Addressing the issue of tax havens, Rajan wondered aloud as to what makes a bulk of intellectual property reside in Cayman Islands, quipping that no one has seen scientists in so large numbers in the Caribbean isles.
"Occasionally, there is government excess, but they are not the only ones who commit excesses," he said, delivering the 13th Nani Palkhivala lecture on 'Strengthening the free enterprise in India' here.
"Multinational corporations complain all the time of excessive demand about excessive taxation, but it is also true that MNCs across the world tend to find tax avoidance and sometimes tax evasion as an appropriate technique and therefore, there is a constant fight between governments and MNCs," he said.
In remarks that come within a week of Prime Minister Narendra Modi assuring all retrospective taxation such as the infamous Vodafone case being an issue of the past, Rajan said the movement on taxation within the country has been "positive and in right direction".
"The movement has been positive and in right direction, including the great debate on retrospective taxation which has allowed us to clarify our thinking on this issue and the government has stated its position very clearly on the way forward."
The academic-turned central banker said he hopes that the Bankruptcy Code gets passed in the upcoming Budget session of Parliament. The code will help facilitate credit for both large enterprises as well as smaller ones which have suffered the most under laws like the Sarfaesi Act.

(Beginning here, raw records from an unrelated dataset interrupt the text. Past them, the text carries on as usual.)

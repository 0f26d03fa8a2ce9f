//! Structural and execution errors of the graph.

use thiserror::Error;

use crate::effect::EffectError;

use super::ids::{ConnectionId, ModulationId, ModulationSourceId, NodeId};

/// A rejected graph mutation. The graph is unchanged when one is returned.
#[derive(Debug, Clone, PartialEq, Error)]
pub enum GraphError {
    /// The specified node was not found in the graph.
    #[error("node {0} not found")]
    NodeNotFound(NodeId),

    /// The specified connection was not found in the graph.
    #[error("connection {0} not found")]
    ConnectionNotFound(ConnectionId),

    /// The specified modulation source was not found in the graph.
    #[error("modulation source {0} not found")]
    ModulationSourceNotFound(ModulationSourceId),

    /// The specified modulation was not found in the graph.
    #[error("modulation {0} not found")]
    ModulationNotFound(ModulationId),

    /// A channel index is outside the node's declared arity.
    #[error("{direction} channel {channel} out of range for {node} ({available} available)")]
    InvalidChannel {
        /// Node the channel belongs to.
        node: NodeId,
        /// `"input"` or `"output"`.
        direction: &'static str,
        /// Requested channel.
        channel: usize,
        /// Declared channel count.
        available: usize,
    },

    /// The target effect has no parameter with this name.
    #[error("node {node} has no parameter '{name}'")]
    UnknownParameter {
        /// Target node.
        node: NodeId,
        /// Requested parameter name.
        name: String,
    },

    /// The modulation source has no parameter with this name.
    #[error("modulation source {id} has no parameter '{name}'")]
    UnknownSourceParameter {
        /// Target source.
        id: ModulationSourceId,
        /// Requested parameter name.
        name: String,
    },

    /// A second output sink was added.
    #[error("graph already has an output sink ({0})")]
    DuplicateSink(NodeId),

    /// A connection from a node to itself.
    #[error("connection from {0} to itself")]
    SelfLoop(NodeId),

    /// Adding this connection would close a cycle.
    #[error("connection {from} → {to} would create a cycle")]
    CycleDetected {
        /// Upstream endpoint of the rejected connection.
        from: NodeId,
        /// Downstream endpoint of the rejected connection.
        to: NodeId,
    },

    /// An entity with this id already exists.
    #[error("id {0} already in use")]
    DuplicateId(String),
}

/// Execution phase a node failed in.
#[derive(Debug, Clone, Copy, PartialEq, Eq)]
pub enum Phase {
    /// The concurrent `update` phase.
    Update,
    /// The sequential `process` phase.
    Process,
}

impl core::fmt::Display for Phase {
    fn fmt(&self, f: &mut core::fmt::Formatter<'_>) -> core::fmt::Result {
        match self {
            Phase::Update => write!(f, "update"),
            Phase::Process => write!(f, "process"),
        }
    }
}

/// An effect failed during a tick; tagged with the offending node.
#[derive(Debug, Clone, PartialEq, Error)]
#[error("node {node} ({kind}) failed in {phase}: {source}")]
pub struct NodeExecutionError {
    /// Failing node.
    pub node: NodeId,
    /// Effect kind of the failing node.
    pub kind: &'static str,
    /// Phase the error occurred in.
    pub phase: Phase,
    /// Error raised by the effect.
    #[source]
    pub source: EffectError,
}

"It would make it much easier for the smaller firm to get credit and also allow the large firm to get credit because now there is a way for the lenders to recover the money in the Bankruptcy Code," he said.
Rajan said the government is also working on a plan to have unique IDs for businesses on the lines of the ambitious Aadhar programme for individuals, which will help establish credit histories and make it easier for the better-behaved firms access credit. .
"The government is in the process of creating a unique firm ID, the same way as Aadhaar, which will help us identify firms and who is the promoter and thereby get a sense of the antecedents of firms that will give credit histories, which will allow banks to lend to them," Rajan said.
He called the notion giving credit to smaller businesses for job creation in the economy as a "myth", saying it is the large-scale firms alone which do the task effectively.
Welcoming the government's Start-Up India plan, he said there is a need to have a large number of smaller firms which are growing to become big businesses, and one should avoid creating a tendency where the entrepreneur prefers to remain small.
The RBI Governor said it is essential to evolve into a place where money does the talking rather than other elements like one's caste or religion, and added that businesses should also stop looking for special dispensations.
Stressing on the need for skilling people, he said "capitalism starts at the age 21" and one should not force children to undergo excessive competition before that.
Rajan said he is very optimistic about India of the present, despite the many problems it faces, saying "we have always found our way to fight the ills and emerge stronger".
"Yes, we have our weaknesses and our excesses, but our democracy is self-correcting, and even while some institutions weaken, others come to the fore. India's is a dynamic society, ever changing, ever rejuvenating," he said.
Speaking before Rajan, former RBI board member Y H Malegam flagged the growing instances of trouble caused by fringe elements which are threatening the very idea of India, comparing it with the situation where a little man is causing a long shadow during what looks like a sunset.
Rajan quipped, "Even though little men cast long shadows at sunset, the sun does rise in our country."
"In the spirit of what Palkhivala (the late eminent jurist) said, India always seems to find a way, perhaps not quickly, perhaps not linearly, but eventually in due course."